Exercise aim
Extract each line holding the word "const" from the entries.

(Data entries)
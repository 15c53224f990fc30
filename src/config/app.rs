//! Application settings read from environment variables.
//!
//! `main` loads a `.env` file first (via `dotenvy`), so any of these can live there.
//! Every setting has a default; a variable that is set but unparsable is an error
//! rather than being silently ignored.

use crate::{
    core::quota::DEFAULT_FREE_PRODUCT_LIMIT,
    entities::PlanTier,
    errors::{Error, Result},
};
use std::{env::VarError, path::PathBuf, str::FromStr};

/// Credits a fresh session starts with.
pub const DEFAULT_STARTING_CREDITS: u32 = 42;

/// Default location of the seed file.
pub const DEFAULT_SEED_PATH: &str = "config.toml";

/// Session-wide settings.
#[derive(Debug, Clone, PartialEq, Eq)]
pub struct AppConfig {
    /// Plan tier of the session (`PRECIFICA_PLAN`)
    pub plan: PlanTier,
    /// Product cap on the free plan (`PRECIFICA_FREE_PRODUCT_LIMIT`)
    pub free_product_limit: usize,
    /// Initial credit balance (`PRECIFICA_STARTING_CREDITS`)
    pub starting_credits: u32,
    /// Seed file with sample ingredients and products (`PRECIFICA_SEED_PATH`)
    pub seed_path: PathBuf,
}

impl Default for AppConfig {
    fn default() -> Self {
        Self {
            plan: PlanTier::Free,
            free_product_limit: DEFAULT_FREE_PRODUCT_LIMIT,
            starting_credits: DEFAULT_STARTING_CREDITS,
            seed_path: PathBuf::from(DEFAULT_SEED_PATH),
        }
    }
}

impl AppConfig {
    /// Loads settings from the process environment.
    ///
    /// # Errors
    /// Returns [`Error::Config`] if a variable is set to an unparsable value and
    /// [`Error::EnvVar`] if one is not valid Unicode.
    pub fn from_env() -> Result<Self> {
        Self::from_lookup(env_var)
    }

    /// Loads settings through an arbitrary key lookup.
    ///
    /// # Errors
    /// Returns [`Error::Config`] if a looked-up value cannot be parsed, or
    /// whatever error the lookup itself reports.
    pub fn from_lookup<F>(lookup: F) -> Result<Self>
    where
        F: Fn(&str) -> Result<Option<String>>,
    {
        let defaults = Self::default();

        Ok(Self {
            plan: parse_var(&lookup, "PRECIFICA_PLAN")?.unwrap_or(defaults.plan),
            free_product_limit: parse_var(&lookup, "PRECIFICA_FREE_PRODUCT_LIMIT")?
                .unwrap_or(defaults.free_product_limit),
            starting_credits: parse_var(&lookup, "PRECIFICA_STARTING_CREDITS")?
                .unwrap_or(defaults.starting_credits),
            seed_path: lookup("PRECIFICA_SEED_PATH")?
                .map_or(defaults.seed_path, PathBuf::from),
        })
    }
}

/// Reads a process environment variable; unset is `None`, not an error.
fn env_var(key: &str) -> Result<Option<String>> {
    match std::env::var(key) {
        Ok(value) => Ok(Some(value)),
        Err(VarError::NotPresent) => Ok(None),
        Err(e) => Err(e.into()),
    }
}

fn parse_var<T, F>(lookup: &F, key: &str) -> Result<Option<T>>
where
    T: FromStr,
    T::Err: std::fmt::Display,
    F: Fn(&str) -> Result<Option<String>>,
{
    lookup(key)?
        .map(|raw| {
            raw.trim().parse::<T>().map_err(|e| Error::Config {
                message: format!("Invalid value {raw:?} for {key}: {e}"),
            })
        })
        .transpose()
}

Response
pub const DEFAULT_STARTING_CREDITS: u32 = 42;
pub const DEFAULT_SEED_PATH: &str = "config.toml";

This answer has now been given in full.